Frequent suspension of Internet on flimsy grounds not justifiable: Parliamentary panel

Kashmiri journalists hold placards and protest against 100 days of internet blockade in the region in Srinagar, Indian controlled Kashmir, Tuesday, Nov. 12, 2019. AP/Mukhtar Khan

New Delhi: Parliamentary Standing Committee on Information Technology Wednesday said that public safety and public emergency, often used by State and Central governments to justify the suspension of telecom and internet services in an area, are not defined under Section 5(2) of the Indian Telegraph Act.

The panel, headed by Congress MP Shashi Tharoor, in its report titled "Suspension of Telecom and Internet Services and Its Impact", noted that when the government's thrust is on digitisation, frequent suspension of the Internet on flimsy grounds is uncalled for and must be avoided, PTI reported.

The panel also called for defining the parameters and a robust mechanism for the Internet shutdown.

It noted that there is a need to monitor the exercise of this provision so that these are not misused to the disadvantage of people at large.

The Committee, therefore, recommend that a proper mechanism is put in place at the earliest to decide on the merit or appropriateness of telecom/internet shutdowns, it said in the report.

The committee further remarked that governments have resorted to telecom/internet shutdown regularly and have been using this as a tool for routine policing and even administrative purposes, which do not amount to large scale public safety concerns and certainly do not amount to a 'Public Emergency.'

The panel also quoted the Cellular Operators Association of India, according to whom telecom operators reportedly lose Rs 24.5 million (2.45 crore) per hour in every circle area where there is a shutdown or throttling.

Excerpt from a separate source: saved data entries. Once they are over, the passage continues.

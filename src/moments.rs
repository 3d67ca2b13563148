//! Multipole moment records (component C) and the upward moment-shift
//! formulas used by tree construction (component G).
//!
//! Each `(dimension, order)` pair gets one plain record carrying exactly
//! the independent Cartesian components of the moment tensor through that
//! order, matching the grounding source's `particle_moments<Scalar, Dim,
//! MultP>` layout (flat scalar fields, diagonal-then-off-diagonal
//! ordering). Which fields a given pass touches is controlled by the
//! runtime [`MultipoleOrder`] selector rather than by a distinct type per
//! order, since Rust has no ergonomic way to vary a struct's field count
//! by a const generic without nightly features.

use crate::vector::{Vector2, Vector3, VectorOps};

/// Truncation order of a multipole expansion.
#[derive(Clone, Copy, Debug, PartialEq, Eq, PartialOrd, Ord)]
pub enum MultipoleOrder {
    /// Net charge only.
    Monopole = 0,
    /// Charge + dipole.
    Dipole = 1,
    /// Charge + dipole + quadrupole.
    Quadrupole = 2,
    /// Charge + dipole + quadrupole + octupole.
    Octupole = 3,
}

impl MultipoleOrder {
    /// One-letter tag used by [`crate::tag::SimulationTag`] (`M`,`D`,`Q`,`O`).
    pub fn tag(self) -> char {
        match self {
            MultipoleOrder::Monopole => 'M',
            MultipoleOrder::Dipole => 'D',
            MultipoleOrder::Quadrupole => 'Q',
            MultipoleOrder::Octupole => 'O',
        }
    }
}

/// A dimension's multipole moment record.
///
/// Implementors carry every field through octupole order; [`MultipoleOrder`]
/// selects how many of them a given accumulation/shift/field pass uses.
pub trait Moments: Copy + Clone + Default + std::fmt::Debug + Send + Sync {
    /// The vector type of the owning dimension.
    type Vector: VectorOps;

    /// The monopole moment (net charge).
    fn monopole(&self) -> f64;

    /// Sets the monopole moment directly (computed as a signed sum of
    /// children, not via [`Moments::accumulate_shift`]).
    fn set_monopole(&mut self, m: f64);

    /// Folds `child`'s moments (already computed about the child's own
    /// center) into `self`, shifted by `r = self_center - child_center`,
    /// up through `order`. A particle leaf contributes a `child` with only
    /// `monopole` set (`Moments::from_point_charge`).
    fn accumulate_shift(&mut self, order: MultipoleOrder, child: &Self, r: Self::Vector);

    /// A moment record for a bare point charge (only the monopole is set).
    fn from_point_charge(q: f64) -> Self {
        let mut m = Self::default();
        m.set_monopole(q);
        m
    }

    /// The dipole moment as a vector (zero fields if unset).
    fn dipole(&self) -> Self::Vector;

    /// The quadrupole term of the field at separation `r`, already scaled
    /// by the appropriate `invR⁶`/`invR⁷` factor for this dimension.
    fn quadrupole_field(&self, r: Self::Vector) -> Self::Vector;

    /// The octupole term of the field at separation `r`. `None` where no
    /// octupole field formula is implemented for this dimension (3D — the
    /// grounding source has no 3D octupole field polynomial).
    fn octupole_field(&self, r: Self::Vector) -> Option<Self::Vector>;

    /// The Cartesian multipole field this moment record produces at
    /// separation `r = eval_point - source_center`, truncated at `order`.
    fn field_contribution(&self, order: MultipoleOrder, r: Self::Vector) -> Self::Vector {
        let r2 = r.norm2();
        if r2 == 0.0 {
            return Self::Vector::zero();
        }
        let d = Self::Vector::DIM as f64;
        let rnorm = r2.sqrt();
        let r_d = rnorm.powf(d);

        // Monopole: `M·R·invR^d` (`invR²` in 2D, `invR³` in 3D).
        let mut e = r * (self.monopole() / r_d);

        if order < MultipoleOrder::Dipole {
            return e;
        }
        // Dipole: `(d·(D·Rhat)·Rhat − D) · invR^d`, which expands to
        // exactly `(Dx(x²−y²) + 2Dy·xy)·invR⁴` in 2D and
        // `(3(R·D)R − D·|R|²)/|R|⁵` in 3D.
        let dipole = self.dipole();
        let rhat = r * (1.0 / rnorm);
        let dot = dipole.dot(rhat);
        e += (rhat * (dot * d) - dipole) * (1.0 / r_d);

        if order < MultipoleOrder::Quadrupole {
            return e;
        }
        e += self.quadrupole_field(r);

        if order < MultipoleOrder::Octupole {
            return e;
        }
        if let Some(oct) = self.octupole_field(r) {
            e += oct;
        }
        e
    }
}

/// 2D multipole moments: `M; Dx,Dy; Qxx,Qyy,Qxy; Oxxx,Oyyy,Oxxy,Oxyy`.
#[derive(Clone, Copy, Debug, Default, PartialEq)]
pub struct Moments2 {
    pub m: f64,
    pub dx: f64,
    pub dy: f64,
    pub qxx: f64,
    pub qyy: f64,
    pub qxy: f64,
    pub oxxx: f64,
    pub oyyy: f64,
    pub oxxy: f64,
    pub oxyy: f64,
}

impl Moments for Moments2 {
    type Vector = Vector2;

    #[inline]
    fn monopole(&self) -> f64 {
        self.m
    }

    #[inline]
    fn set_monopole(&mut self, m: f64) {
        self.m = m;
    }

    fn accumulate_shift(&mut self, order: MultipoleOrder, d: &Self, r: Vector2) {
        if order < MultipoleOrder::Dipole {
            return;
        }
        self.dx += d.dx - r.x * d.m;
        self.dy += d.dy - r.y * d.m;

        if order < MultipoleOrder::Quadrupole {
            return;
        }
        self.qxx += d.qxx - 2.0 * r.x * d.dx + r.x * r.x * d.m;
        self.qyy += d.qyy - 2.0 * r.y * d.dy + r.y * r.y * d.m;
        self.qxy += d.qxy - r.x * d.dy - r.y * d.dx + r.x * r.y * d.m;

        if order < MultipoleOrder::Octupole {
            return;
        }
        self.oxxx += d.oxxx + r.x * (-3.0 * d.qxx + r.x * (3.0 * d.dx - r.x * d.m));
        self.oyyy += d.oyyy + r.y * (-3.0 * d.qyy + r.y * (3.0 * d.dy - r.y * d.m));
        self.oxxy +=
            d.oxxy - r.y * d.qxx + r.x * (-2.0 * d.qxy + 2.0 * r.y * d.dx + r.x * (d.dy - r.y * d.m));
        self.oxyy +=
            d.oxyy - r.x * d.qyy + r.y * (-2.0 * d.qxy + 2.0 * r.x * d.dy + r.y * (d.dx - r.x * d.m));
    }

    fn dipole(&self) -> Vector2 {
        Vector2::new(self.dx, self.dy)
    }

    /// `x(x²−3y²)(Qxx−Qyy) + y·Qxy·(6x²−2y²)`, `invR⁶`-scaled, and the
    /// `.yx()`-swapped y-component.
    fn quadrupole_field(&self, r: Vector2) -> Vector2 {
        let (x, y) = (r.x, r.y);
        let a = self.qxx - self.qyy;
        let inv_r6 = 1.0 / r.norm2().powi(3);
        let ex = (x * (x * x - 3.0 * y * y) * a + y * self.qxy * (6.0 * x * x - 2.0 * y * y)) * inv_r6;
        let ey = (y * (y * y - 3.0 * x * x) * -a + x * self.qxy * (6.0 * y * y - 2.0 * x * x)) * inv_r6;
        Vector2::new(ex, ey)
    }

    /// `(Oxxx−3·Oxyy)(y²−2xy−x²)(y²+2xy−x²) + 4xy(y²−x²)(Oyyy−3·Oxxy)`,
    /// `invR⁸`-scaled, and the `.yx()`-swapped y-component.
    fn octupole_field(&self, r: Vector2) -> Option<Vector2> {
        let (x, y) = (r.x, r.y);
        let (x2, y2) = (x * x, y * y);
        let a = self.oxxx - 3.0 * self.oxyy;
        let b = self.oyyy - 3.0 * self.oxxy;
        let inv_r8 = 1.0 / r.norm2().powi(4);
        let ex = (a * (y2 - 2.0 * x * y - x2) * (y2 + 2.0 * x * y - x2) + 4.0 * x * y * (y2 - x2) * b) * inv_r8;
        let ey = (b * (x2 - 2.0 * x * y - y2) * (x2 + 2.0 * x * y - y2) + 4.0 * x * y * (x2 - y2) * a) * inv_r8;
        Some(Vector2::new(ex, ey))
    }
}

/// 3D multipole moments through quadrupole; octupole fields are present
/// for API completeness but never populated (see `DESIGN.md`: the
/// grounding source has no 3D octupole shift/field formula, so `Octupole`
/// behaves as `Quadrupole` in 3D).
#[derive(Clone, Copy, Debug, Default, PartialEq)]
pub struct Moments3 {
    pub m: f64,
    pub dx: f64,
    pub dy: f64,
    pub dz: f64,
    pub qxx: f64,
    pub qyy: f64,
    pub qzz: f64,
    pub qxy: f64,
    pub qxz: f64,
    pub qyz: f64,
    pub oxxx: f64,
    pub oyyy: f64,
    pub ozzz: f64,
    pub oxyy: f64,
    pub oxzz: f64,
    pub oxyz: f64,
    pub oxxz: f64,
    pub oxxy: f64,
    pub oyyz: f64,
    pub oyzz: f64,
}

impl Moments for Moments3 {
    type Vector = Vector3;

    #[inline]
    fn monopole(&self) -> f64 {
        self.m
    }

    #[inline]
    fn set_monopole(&mut self, m: f64) {
        self.m = m;
    }

    fn accumulate_shift(&mut self, order: MultipoleOrder, d: &Self, r: Vector3) {
        if order < MultipoleOrder::Dipole {
            return;
        }
        self.dx += d.dx - r.x * d.m;
        self.dy += d.dy - r.y * d.m;
        self.dz += d.dz - r.z * d.m;

        // Order 3 (octupole) has no grounding-source formula in 3D; treat
        // it the same as Quadrupole.
        if order < MultipoleOrder::Quadrupole {
            return;
        }
        self.qxx += d.qxx - 2.0 * r.x * d.dx + r.x * r.x * d.m;
        self.qyy += d.qyy - 2.0 * r.y * d.dy + r.y * r.y * d.m;
        self.qzz += d.qzz - 2.0 * r.z * d.dz + r.z * r.z * d.m;
        self.qxy += d.qxy - r.x * d.dy - r.y * d.dx + r.x * r.y * d.m;
        self.qxz += d.qxz - r.x * d.dz - r.z * d.dx + r.x * r.z * d.m;
        self.qyz += d.qyz - r.y * d.dz - r.z * d.dy + r.y * r.z * d.m;
    }

    fn dipole(&self) -> Vector3 {
        Vector3::new(self.dx, self.dy, self.dz)
    }

    /// Standard trace-form quadrupole field `-QR/r⁵ + (5/2)(RᵀQR)R/r⁷`.
    fn quadrupole_field(&self, r: Vector3) -> Vector3 {
        let qr = Vector3::new(
            self.qxx * r.x + self.qxy * r.y + self.qxz * r.z,
            self.qxy * r.x + self.qyy * r.y + self.qyz * r.z,
            self.qxz * r.x + self.qyz * r.y + self.qzz * r.z,
        );
        let s = r.dot(qr);
        let r2 = r.norm2();
        let r5 = r2 * r2 * r2.sqrt();
        let r7 = r5 * r2;
        qr * (-1.0 / r5) + r * (2.5 * s / r7)
    }

    fn octupole_field(&self, _r: Vector3) -> Option<Vector3> {
        // No 3D octupole field formula in the grounding source:
        // `Octupole` behaves as `Quadrupole` for 3D field evaluation.
        None
    }
}
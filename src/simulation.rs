//! The simulation driver (component O): wires the acceleration pass (J),
//! the composition integrator (K), and the boundary constraint into one
//! `step`/`run` API, with no CLI, file, or signal concerns.

use crate::accel::AccelParams;
use crate::config::{reflect_axis, Boundary, SimulationOptions};
use crate::dim::Dim;
use crate::error::SimError;
use crate::integrator::{CompositionOrder, Integrator};
use crate::mac::Mac;
use crate::moments::MultipoleOrder;
use crate::particle::Particle;
use crate::tree::BuildOptions;
use crate::vector::VectorOps;
use std::time::Instant;

/// One completed macro-step's statistics.
#[derive(Clone, Copy, Debug, Default, PartialEq)]
pub struct IterationStats {
    pub tree_build_time_s: f64,
    pub eval_time_s: f64,
    pub other_time_s: f64,
    pub leaves_visited: usize,
    pub branches_visited: usize,
    pub accel_evals: usize,
}

/// Owns the particle array and drives it forward one macro-step at a time.
pub struct Simulation<Dm: Dim> {
    particles: Vec<Particle<Dm>>,
    indices: Vec<u32>,
    accel: Vec<Dm::Vector>,
    options: SimulationOptions,
    mac: Mac,
    order: MultipoleOrder,
    integrator: Integrator,
    time: f64,
    iteration: usize,
}

impl<Dm: Dim> Simulation<Dm> {
    /// Constructs a driver over `particles`, validating `options` first.
    pub fn new(
        particles: Vec<Particle<Dm>>,
        options: SimulationOptions,
        mac: Mac,
        order: MultipoleOrder,
        composition: CompositionOrder,
    ) -> Result<Self, SimError> {
        options.validate()?;
        let dt = options.dt;
        let indices = (0..particles.len() as u32).collect();
        let accel = vec![Dm::Vector::zero(); particles.len()];

        Ok(Self {
            particles,
            indices,
            accel,
            options,
            mac,
            order,
            integrator: Integrator::new(composition, dt),
            time: 0.0,
            iteration: 0,
        })
    }

    pub fn particles(&self) -> &[Particle<Dm>] {
        &self.particles
    }

    pub fn time(&self) -> f64 {
        self.time
    }

    /// 1-based index of the last completed step.
    pub fn iteration(&self) -> usize {
        self.iteration
    }

    /// Advances the simulation by exactly one macro-step.
    pub fn step(&mut self) -> Result<IterationStats, SimError> {
        let accel_params = AccelParams {
            softening: self.options.epsilon,
            mac: self.mac,
            order: self.order,
            nd: self.options.nd,
            qtom_cutoff: self.options.qtom_cutoff,
        };
        let build_opts = BuildOptions { order: self.order, ..BuildOptions::default() };

        let t0 = Instant::now();
        let stats = self.integrator.step(
            &mut self.particles,
            &mut self.indices,
            &mut self.accel,
            &build_opts,
            accel_params,
        )?;
        let total_time_s = t0.elapsed().as_secs_f64();

        if let Boundary::Reflective { min_bound, max_bound } = self.options.boundary {
            for p in self.particles.iter_mut() {
                for axis in 0..Dm::D {
                    let r = p.r.component(axis);
                    let v = p.v.component(axis);
                    let reflected = reflect_axis(r, v, min_bound, max_bound);
                    p.v = p.v.with_component(axis, reflected);
                }
            }
        }

        self.time += self.options.dt;
        self.iteration += 1;

        Ok(IterationStats {
            tree_build_time_s: stats.tree_build_time_s,
            eval_time_s: stats.eval_time_s,
            other_time_s: (total_time_s - stats.tree_build_time_s - stats.eval_time_s).max(0.0),
            leaves_visited: stats.leaves_visited,
            branches_visited: stats.branches_visited,
            accel_evals: stats.accel_evals,
        })
    }

    /// Runs `n_steps` macro-steps, calling `on_step(iteration, &stats)`
    /// after each one; stops early if it returns `true` ("request stop").
    /// Performs no I/O itself.
    pub fn run(&mut self, n_steps: usize, mut on_step: impl FnMut(usize, &IterationStats) -> bool) -> Result<(), SimError> {
        for _ in 0..n_steps {
            let stats = self.step()?;
            if on_step(self.iteration, &stats) {
                break;
            }
        }
        Ok(())
    }
}
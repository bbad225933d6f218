use catch_core::entity::Sprite;
use catch_core::World;
use catch_render::{QuadSpec, SpriteBatch};

const WHITE: [f32; 4] = [1.0, 1.0, 1.0, 1.0];

/// Rebuild the frame's quads: background, then player, then target on top.
/// Each sprite is drawn centred on its position.
pub fn build_batch(world: &World, batch: &mut SpriteBatch) {
    batch.clear();
    for sprite in [
        &world.background.sprite,
        &world.player.sprite,
        &world.target.sprite,
    ] {
        push_sprite(batch, sprite);
    }
}

fn push_sprite(batch: &mut SpriteBatch, sprite: &Sprite) {
    batch.push_quad(QuadSpec {
        texture_key: &sprite.texture.key,
        center: sprite.position,
        size: sprite.size(),
        mirrored: sprite.is_mirrored(),
        color: WHITE,
    });
}

#[cfg(test)]
mod tests {
    use super::*;
    use catch_core::{AssetCatalog, Collaborators, GameConfig, GameSession};
    use glam::Vec2;
    use rand::rngs::StdRng;
    use rand::SeedableRng;

    fn session() -> GameSession<StdRng> {
        let mut catalog = AssetCatalog::new();
        catalog.insert("player", 100, 100);
        catalog.insert("target", 100, 100);
        catalog.insert("background", 800, 600);
        GameSession::new(
            &GameConfig::default(),
            &catalog,
            Collaborators::silent(),
            Vec2::new(800.0, 600.0),
            StdRng::seed_from_u64(11),
        )
        .expect("session builds")
    }

    #[test]
    fn batch_layers_background_player_target() {
        let session = session();
        let mut batch = SpriteBatch::new();
        build_batch(session.world(), &mut batch);
        assert_eq!(batch.quad_count(), 3);
        let keys: Vec<&str> = batch.draw_calls.iter().map(|d| &*d.texture_key).collect();
        assert_eq!(keys, vec!["background", "player", "target"]);
        // Background covers the whole viewport.
        assert_eq!(batch.vertices[0].position, [0.0, 0.0]);
        assert_eq!(batch.vertices[2].position, [800.0, 600.0]);
    }

    #[test]
    fn player_facing_left_is_drawn_mirrored() {
        let mut session = session();
        session.key_down("KeyA");
        session.tick(Vec2::new(800.0, 600.0));
        let mut batch = SpriteBatch::new();
        build_batch(session.world(), &mut batch);
        let player_first_vertex = batch.vertices[4];
        assert_eq!(player_first_vertex.tex_coords, [1.0, 0.0]);
    }

    #[test]
    fn rebuilding_replaces_previous_frame() {
        let session = session();
        let mut batch = SpriteBatch::new();
        build_batch(session.world(), &mut batch);
        build_batch(session.world(), &mut batch);
        assert_eq!(batch.quad_count(), 3);
    }
}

The committee then suggested that the MHA as well as the Department of Telecommunications (DoT) should establish a mechanism to maintain a centralised database of all internet shutdowns in India. The database should contain details such as the number of times the telecom or internet service in an area was suspended, the reasons, duration, and the decision of the competent authority in this regard.

The standing committee added that the database should also be made available in the public domain which will not only help in transparency but also course correction in case of deviation from Rules/procedures and to gauge its impact on the economy.

The panel has also suggested that the government should opt for banning selective services such as Facebook, WhatsApp, Telegram as it would allow financial services, health, education and other vital sectors to continue functioning.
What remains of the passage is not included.